Para.5 On December 3, 2013, Chase served its Arizona charging orders on the LLCs and domesticated its Arizona judgment in the District Court for the City and County of Denver, Colorado, pursuant to the Uniform Enforcement of Foreign Judgments Act, secs. 13-53-101 to -108, C.R.S. (2016). As pertinent here, each of Chase's charging orders provided that until the judgment is paid in full, the LLC (1) "shall make no further Distributions of any kind to Judgment Debtor with respect to his interests" in the LLC and (2) "shall make to [Chase] any and all Distributions to which Judgment Debtor is or would be entitled," with such distributions to be made within three business days following the date on which such distributions would or could have been made to Fowler or within three business days following the date on which Fowler would have been entitled to receive such distributions, whichever date is sooner.

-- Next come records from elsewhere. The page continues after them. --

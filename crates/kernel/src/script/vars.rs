// This program is free software: you can redistribute it and/or modify it under
// the terms of the GNU General Public License as published by the Free Software
// Foundation, version 3.
//
// This program is distributed in the hope that it will be useful, but WITHOUT
// ANY WARRANTY; without even the implied warranty of MERCHANTABILITY or FITNESS
// FOR A PARTICULAR PURPOSE. See the GNU General Public License for more details.
//
// You should have received a copy of the GNU General Public License along with
// this program. If not, see <https://www.gnu.org/licenses/>.
//

use ahash::AHashMap;
use ember_var::{Symbol, Uid, Var, v_none};

/// A variable environment, used both for an instance's locals and for an
/// entity's shared variables. Bindings are keyed by name and context id:
/// context 0 is the default, and a nonzero context distinguishes bindings of
/// the same name made by different nested invocations. Reads in a nonzero
/// context fall back to context 0.
#[derive(Debug, Default, Clone)]
pub struct VarEnv {
    map: AHashMap<(Symbol, i64), Var>,
}

impl VarEnv {
    pub fn new() -> Self {
        Self::default()
    }

    pub fn get(&self, name: Symbol, context: i64) -> Option<&Var> {
        self.map
            .get(&(name, context))
            .or_else(|| (context != 0).then(|| self.map.get(&(name, 0))).flatten())
    }

    pub fn set(&mut self, name: Symbol, context: i64, value: Var) {
        self.map.insert((name, context), value);
    }

    /// Remove a binding; tries the given context first, then the default.
    /// Returns whether anything was removed.
    pub fn unset(&mut self, name: Symbol, context: i64) -> bool {
        if self.map.remove(&(name, context)).is_some() {
            return true;
        }
        context != 0 && self.map.remove(&(name, 0)).is_some()
    }

    /// Null out every binding holding a reference to the given entity, in
    /// any context. Used when a watched entity is purged while the owning
    /// trigger sits suspended.
    pub fn null_refs_to(&mut self, uid: Uid) {
        for v in self.map.values_mut() {
            if v.as_uid() == Some(uid) {
                *v = v_none();
            }
        }
    }

    /// Every entity currently referenced by a binding.
    pub fn referenced_uids(&self) -> impl Iterator<Item = Uid> + '_ {
        self.map.values().filter_map(|v| v.as_uid())
    }

    pub fn clear(&mut self) {
        self.map.clear();
    }

    pub fn len(&self) -> usize {
        self.map.len()
    }

    pub fn is_empty(&self) -> bool {
        self.map.is_empty()
    }
}

#[cfg(test)]
mod tests {
    use super::*;
    use ember_var::{EntityKind, v_int, v_uid};

    #[test]
    fn context_fallback() {
        let mut env = VarEnv::new();
        let name = Symbol::mk("counter");
        env.set(name, 0, v_int(1));
        assert_eq!(env.get(name, 5), Some(&v_int(1)));

        env.set(name, 5, v_int(2));
        assert_eq!(env.get(name, 5), Some(&v_int(2)));
        assert_eq!(env.get(name, 0), Some(&v_int(1)));
        assert_eq!(env.get(name, 6), Some(&v_int(1)));
    }

    #[test]
    fn unset_falls_back_to_default() {
        let mut env = VarEnv::new();
        let name = Symbol::mk("target");
        env.set(name, 0, v_int(1));
        assert!(env.unset(name, 3));
        assert!(env.get(name, 3).is_none());
        assert!(!env.unset(name, 3));
    }

    #[test]
    fn null_refs() {
        let mut env = VarEnv::new();
        let victim = Uid::mk(EntityKind::Mob, 9);
        env.set(Symbol::mk("victim"), 0, v_uid(victim));
        env.set(Symbol::mk("count"), 0, v_int(3));
        env.null_refs_to(victim);
        assert!(env.get(Symbol::mk("victim"), 0).unwrap().is_none());
        assert_eq!(env.get(Symbol::mk("count"), 0), Some(&v_int(3)));
    }
}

Para.6 Subsequently, in March 2014, the respondents, Douglas McClure, Nancy McClure, and Mr. McClure's wholly-owned company, Spiral Broadcasting, L.L.C. (collectively, "the McClures"), obtained a stipulated judgment for $1.5 million against Fowler, among others, in the Arizona Superior Court. In April 2014, the McClures domesticated their Arizona judgment in the District Court for Arapahoe County, Colorado, and between May and July 2014, they obtained and served Colorado orders charging Fowler's membership interests in the LLCs.


Para.7 Now confronted with facially competing charging orders, the LLCs paid Fowler's then-due distributions into the Arapahoe County District Court registry. That same day, the McClures moved for release of the distribution funds to them, and several days later, Chase sought and obtained leave to intervene and opposed the McClures' motion.

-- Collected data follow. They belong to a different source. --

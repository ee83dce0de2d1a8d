// This program is free software: you can redistribute it and/or modify it under
// the terms of the GNU General Public License as published by the Free Software
// Foundation, version 3.
//
// This program is distributed in the hope that it will be useful, but WITHOUT
// ANY WARRANTY; without even the implied warranty of MERCHANTABILITY or FITNESS
// FOR A PARTICULAR PURPOSE. See the GNU General Public License for more details.
//
// You should have received a copy of the GNU General Public License along with
// this program. If not, see <https://www.gnu.org/licenses/>.
//

use ember_common::World;
use ember_var::program::{BinaryOp, Expr, UnaryOp};
use ember_var::{Symbol, Uid, Var, Variant, v_bool, v_float, v_int, v_none, v_uid};
use std::cmp::Ordering;
use tracing::debug;

/// Everything an expression can see: the running instance's locals, the
/// owner's entity variables, the container's context id, and read-only
/// world state. Expressions cannot suspend and cannot mutate; any fault
/// (type mismatch, dangling reference, division by zero) degrades to the
/// null value so a sloppy script limps on rather than killing the pulse.
pub struct EvalScope<'a> {
    pub locals: &'a crate::script::VarEnv,
    pub entity: &'a crate::script::VarEnv,
    pub context: i64,
    pub owner: Uid,
    pub world: &'a dyn World,
}

impl EvalScope<'_> {
    pub fn eval(&self, expr: &Expr) -> Var {
        match expr {
            Expr::Value(v) => v.clone(),
            Expr::Read(name) => self.read(*name),
            Expr::SelfRef => v_uid(self.owner),
            Expr::Attr { obj, name } => self.attr(obj, *name),
            Expr::Unary(op, e) => self.unary(*op, e),
            Expr::Binary(op, l, r) => self.binary(*op, l, r),
        }
    }

    /// Locals shadow entity variables of the same name.
    fn read(&self, name: Symbol) -> Var {
        if let Some(v) = self.locals.get(name, 0) {
            return v.clone();
        }
        self.entity
            .get(name, self.context)
            .cloned()
            .unwrap_or_else(v_none)
    }

    fn attr(&self, obj: &Expr, name: Symbol) -> Var {
        let base = self.eval(obj);
        let Some(uid) = base.as_uid() else {
            debug!(base = %base.type_name(), attr = %name, "attribute read on non-entity value");
            return v_none();
        };
        self.world.attr(uid, name).unwrap_or_else(v_none)
    }

    fn unary(&self, op: UnaryOp, e: &Expr) -> Var {
        let v = self.eval(e);
        match op {
            UnaryOp::Not => v_bool(!v.is_true()),
            UnaryOp::Neg => match v.variant() {
                Variant::Int(i) => v_int(-i),
                Variant::Float(f) => v_float(-f),
                other => {
                    debug!(ty = other.type_name(), "negation of non-numeric value");
                    v_none()
                }
            },
        }
    }

    fn binary(&self, op: BinaryOp, l: &Expr, r: &Expr) -> Var {
        // And/Or short-circuit on the left operand's truthiness.
        match op {
            BinaryOp::And => {
                let lv = self.eval(l);
                return v_bool(lv.is_true() && self.eval(r).is_true());
            }
            BinaryOp::Or => {
                let lv = self.eval(l);
                return v_bool(lv.is_true() || self.eval(r).is_true());
            }
            _ => {}
        }
        let lv = self.eval(l);
        let rv = self.eval(r);
        match op {
            BinaryOp::Eq => v_bool(lv == rv),
            BinaryOp::Ne => v_bool(lv != rv),
            BinaryOp::Lt => self.relational(&lv, &rv, Ordering::is_lt),
            BinaryOp::Le => self.relational(&lv, &rv, Ordering::is_le),
            BinaryOp::Gt => self.relational(&lv, &rv, Ordering::is_gt),
            BinaryOp::Ge => self.relational(&lv, &rv, Ordering::is_ge),
            BinaryOp::Add => self.arith(lv.add(&rv)),
            BinaryOp::Sub => self.arith(lv.sub(&rv)),
            BinaryOp::Mul => self.arith(lv.mul(&rv)),
            BinaryOp::Div => self.arith(lv.div(&rv)),
            BinaryOp::And | BinaryOp::Or => unreachable!(),
        }
    }

    /// Unordered operands compare false, never fault.
    fn relational(&self, l: &Var, r: &Var, pred: fn(Ordering) -> bool) -> Var {
        match l.variant().compare(r.variant()) {
            Some(ord) => v_bool(pred(ord)),
            None => v_bool(false),
        }
    }

    fn arith(&self, result: Result<Var, ember_var::VarError>) -> Var {
        match result {
            Ok(v) => v,
            Err(e) => {
                debug!(error = %e, "arithmetic fault, yielding null");
                v_none()
            }
        }
    }
}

Para.8 The district court ultimately ordered the distribution funds released to the McClures. In so ruling, the court opined that Chase's domesticated Arizona judgment could only be enforced in Colorado by the means authorized by Colorado law, namely, by obtaining Colorado charging orders or by domesticating the Arizona charging orders.


Para.9 Thereafter, on August 21, 2014, nunc pro tunc to August 11, 2014, Chase domesticated its Arizona charging orders in the Denver District Court.3 Chase then moved for reconsideration of the release order, arguing that its newly-domesticated charging orders should be deemed effective as of the date they were issued in Arizona and that therefore, those orders were entitled to priority over the McClures' competing charging orders.


Para.10 The district court, however, again ruled in the McClures' favor. Concluding that Chase's Arizona charging orders were unenforceable in Colorado until they were domesticated, the court ruled that the McClures' charging orders "were the first enforceable charging orders served on the [LLCs] and, hence, they have priority over [Chase's] Arizona charging orders."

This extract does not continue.